WHAT TO DO: Every entry in the listing below has to be given again exactly.
== Segment start ==
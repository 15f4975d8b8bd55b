use serde::{Deserialize, Serialize};
use thiserror::Error;

use crate::grid::Position;
use crate::player::PlayerId;
use crate::status::{MatchProgress, MatchStatus};

#[derive(Debug, Clone, PartialEq, Eq, Error)]
pub enum RecordError {
    #[error("position ({row}, {col}) is off the board")]
    OffBoard { row: i64, col: i64 },
    #[error("unknown match status code {0}")]
    UnknownStatus(u8),
    #[error("match_status {progress:?} disagrees with game_status {code}")]
    StatusMismatch { code: u8, progress: MatchProgress },
}

/// One completed turn, in the coordinate frame of the player who made it.
#[derive(Debug, Clone, PartialEq, Eq, Serialize, Deserialize)]
#[serde(try_from = "WireMove", into = "WireMove")]
pub struct MoveRecord {
    pub origin: Position,
    pub destination: Position,
    /// Cells emptied by the turn, in capture order.
    pub captured_pieces: Vec<Position>,
    pub promoted: bool,
    pub winner: Option<PlayerId>,
    /// Sender's status after the turn.
    pub status: MatchStatus,
}

impl MoveRecord {
    pub fn progress(&self) -> MatchProgress {
        self.status.progress()
    }

    /// The same turn seen from the opposite edge of the board.
    pub fn mirrored(&self) -> MoveRecord {
        MoveRecord {
            origin: self.origin.mirror(),
            destination: self.destination.mirror(),
            captured_pieces: self.captured_pieces.iter().map(Position::mirror).collect(),
            ..self.clone()
        }
    }

    pub fn to_json(&self) -> Result<String, serde_json::Error> {
        serde_json::to_string(self)
    }

    pub fn from_json(json: &str) -> Result<Self, serde_json::Error> {
        serde_json::from_str(json)
    }
}

/// Field layout shared with the peer.
#[derive(Debug, Clone, Serialize, Deserialize)]
struct WireMove {
    origin: Position,
    destination: Position,
    captured_pieces: Vec<Position>,
    promoted: bool,
    winner: Option<PlayerId>,
    game_status: MatchStatus,
    match_status: MatchProgress,
}

impl From<MoveRecord> for WireMove {
    fn from(record: MoveRecord) -> Self {
        WireMove {
            match_status: record.progress(),
            origin: record.origin,
            destination: record.destination,
            captured_pieces: record.captured_pieces,
            promoted: record.promoted,
            winner: record.winner,
            game_status: record.status,
        }
    }
}

impl TryFrom<WireMove> for MoveRecord {
    type Error = RecordError;

    fn try_from(wire: WireMove) -> Result<Self, Self::Error> {
        if wire.game_status.progress() != wire.match_status {
            return Err(RecordError::StatusMismatch {
                code: wire.game_status.code(),
                progress: wire.match_status,
            });
        }
        Ok(MoveRecord {
            origin: wire.origin,
            destination: wire.destination,
            captured_pieces: wire.captured_pieces,
            promoted: wire.promoted,
            winner: wire.winner,
            status: wire.game_status,
        })
    }
}

#[cfg(test)]
mod tests {
    use super::*;
    use serde_json::json;

    fn sample() -> MoveRecord {
        MoveRecord {
            origin: Position::new(5, 2),
            destination: Position::new(1, 2),
            captured_pieces: vec![Position::new(4, 2), Position::new(2, 2)],
            promoted: false,
            winner: None,
            status: MatchStatus::WaitingRemoteMove,
        }
    }

    #[test]
    fn test_wire_shape() {
        let value = serde_json::to_value(sample()).unwrap();
        assert_eq!(
            value,
            json!({
                "origin": {"row": 5, "col": 2},
                "destination": {"row": 1, "col": 2},
                "captured_pieces": [{"row": 4, "col": 2}, {"row": 2, "col": 2}],
                "promoted": false,
                "winner": null,
                "game_status": 5,
                "match_status": "next"
            })
        );
    }

    #[test]
    fn test_finished_record_with_winner() {
        let record = MoveRecord {
            winner: Some(PlayerId::new("alice")),
            status: MatchStatus::Finished,
            ..sample()
        };
        let json = record.to_json().unwrap();
        assert!(json.contains(r#""winner":"alice""#));
        assert!(json.contains(r#""match_status":"finished""#));
        assert_eq!(MoveRecord::from_json(&json).unwrap(), record);
    }

    #[test]
    fn test_decode_rejects_inconsistent_status() {
        let mut value = serde_json::to_value(sample()).unwrap();
        value["match_status"] = json!("finished");
        assert!(serde_json::from_value::<MoveRecord>(value).is_err());
    }

    #[test]
    fn test_decode_rejects_unknown_code_and_off_board_cells() {
        let mut value = serde_json::to_value(sample()).unwrap();
        value["game_status"] = json!(42);
        assert!(serde_json::from_value::<MoveRecord>(value).is_err());

        let mut value = serde_json::to_value(sample()).unwrap();
        value["captured_pieces"][1] = json!({"row": 2, "col": 8});
        assert!(serde_json::from_value::<MoveRecord>(value).is_err());
    }

    #[test]
    fn test_mirroring_twice_is_identity() {
        let record = sample();
        let mirrored = record.mirrored();
        assert_eq!(mirrored.origin, Position::new(2, 5));
        assert_eq!(mirrored.destination, Position::new(6, 5));
        assert_eq!(
            mirrored.captured_pieces,
            vec![Position::new(3, 5), Position::new(5, 5)]
        );
        assert_eq!(mirrored.mirrored(), record);
    }
}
== Segment end ==
RESULT:
repository 15f4975d8b8bd55b
use serde::{Deserialize, Serialize};
use thiserror::Error;

use crate::grid::Position;
use crate::player::PlayerId;
use crate::status::{MatchProgress, MatchStatus};

#[derive(Debug, Clone, PartialEq, Eq, Error)]
pub enum RecordError {
    #[error("position ({row}, {col}) is off the board")]
    OffBoard { row: i64, col: i64 },
    #[error("unknown match status code {0}")]
    UnknownStatus(u8),
    #[error("match_status {progress:?} disagrees with game_status {code}")]
    StatusMismatch { code: u8, progress: MatchProgress },
}

/// One completed turn, in the coordinate frame of the player who made it.
#[derive(Debug, Clone, PartialEq, Eq, Serialize, Deserialize)]
#[serde(try_from = "WireMove", into = "WireMove")]
pub struct MoveRecord {
    pub origin: Position,
    pub destination: Position,
    /// Cells emptied by the turn, in capture order.
    pub captured_pieces: Vec<Position>,
    pub promoted: bool,
    pub winner: Option<PlayerId>,
    /// Sender's status after the turn.
    pub status: MatchStatus,
}

impl MoveRecord {
    pub fn progress(&self) -> MatchProgress {
        self.status.progress()
    }

    /// The same turn seen from the opposite edge of the board.
    pub fn mirrored(&self) -> MoveRecord {
        MoveRecord {
            origin: self.origin.mirror(),
            destination: self.destination.mirror(),
            captured_pieces: self.captured_pieces.iter().map(Position::mirror).collect(),
            ..self.clone()
        }
    }

    pub fn to_json(&self) -> Result<String, serde_json::Error> {
        serde_json::to_string(self)
    }

    pub fn from_json(json: &str) -> Result<Self, serde_json::Error> {
        serde_json::from_str(json)
    }
}

/// Field layout shared with the peer.
#[derive(Debug, Clone, Serialize, Deserialize)]
struct WireMove {
    origin: Position,
    destination: Position,
    captured_pieces: Vec<Position>,
    promoted: bool,
    winner: Option<PlayerId>,
    game_status: MatchStatus,
    match_status: MatchProgress,
}

impl From<MoveRecord> for WireMove {
    fn from(record: MoveRecord) -> Self {
        WireMove {
            match_status: record.progress(),
            origin: record.origin,
            destination: record.destination,
            captured_pieces: record.captured_pieces,
            promoted: record.promoted,
            winner: record.winner,
            game_status: record.status,
        }
    }
}

impl TryFrom<WireMove> for MoveRecord {
    type Error = RecordError;

    fn try_from(wire: WireMove) -> Result<Self, Self::Error> {
        if wire.game_status.progress() != wire.match_status {
            return Err(RecordError::StatusMismatch {
                code: wire.game_status.code(),
                progress: wire.match_status,
            });
        }
        Ok(MoveRecord {
            origin: wire.origin,
            destination: wire.destination,
            captured_pieces: wire.captured_pieces,
            promoted: wire.promoted,
            winner: wire.winner,
            status: wire.game_status,
        })
    }
}

#[cfg(test)]
mod tests {
    use super::*;
    use serde_json::json;

    fn sample() -> MoveRecord {
        MoveRecord {
            origin: Position::new(5, 2),
            destination: Position::new(1, 2),
            captured_pieces: vec![Position::new(4, 2), Position::new(2, 2)],
            promoted: false,
            winner: None,
            status: MatchStatus::WaitingRemoteMove,
        }
    }

    #[test]
    fn test_wire_shape() {
        let value = serde_json::to_value(sample()).unwrap();
        assert_eq!(
            value,
            json!({
                "origin": {"row": 5, "col": 2},
                "destination": {"row": 1, "col": 2},
                "captured_pieces": [{"row": 4, "col": 2}, {"row": 2, "col": 2}],
                "promoted": false,
                "winner": null,
                "game_status": 5,
                "match_status": "next"
            })
        );
    }

    #[test]
    fn test_finished_record_with_winner() {
        let record = MoveRecord {
            winner: Some(PlayerId::new("alice")),
            status: MatchStatus::Finished,
            ..sample()
        };
        let json = record.to_json().unwrap();
        assert!(json.contains(r#""winner":"alice""#));
        assert!(json.contains(r#""match_status":"finished""#));
        assert_eq!(MoveRecord::from_json(&json).unwrap(), record);
    }

    #[test]
    fn test_decode_rejects_inconsistent_status() {
        let mut value = serde_json::to_value(sample()).unwrap();
        value["match_status"] = json!("finished");
        assert!(serde_json::from_value::<MoveRecord>(value).is_err());
    }

    #[test]
    fn test_decode_rejects_unknown_code_and_off_board_cells() {
        let mut value = serde_json::to_value(sample()).unwrap();
        value["game_status"] = json!(42);
        assert!(serde_json::from_value::<MoveRecord>(value).is_err());

        let mut value = serde_json::to_value(sample()).unwrap();
        value["captured_pieces"][1] = json!({"row": 2, "col": 8});
        assert!(serde_json::from_value::<MoveRecord>(value).is_err());
    }

    #[test]
    fn test_mirroring_twice_is_identity() {
        let record = sample();
        let mirrored = record.mirrored();
        assert_eq!(mirrored.origin, Position::new(2, 5));
        assert_eq!(mirrored.destination, Position::new(6, 5));
        assert_eq!(
            mirrored.captured_pieces,
            vec![Position::new(3, 5), Position::new(5, 5)]
        );
        assert_eq!(mirrored.mirrored(), record);
    }
}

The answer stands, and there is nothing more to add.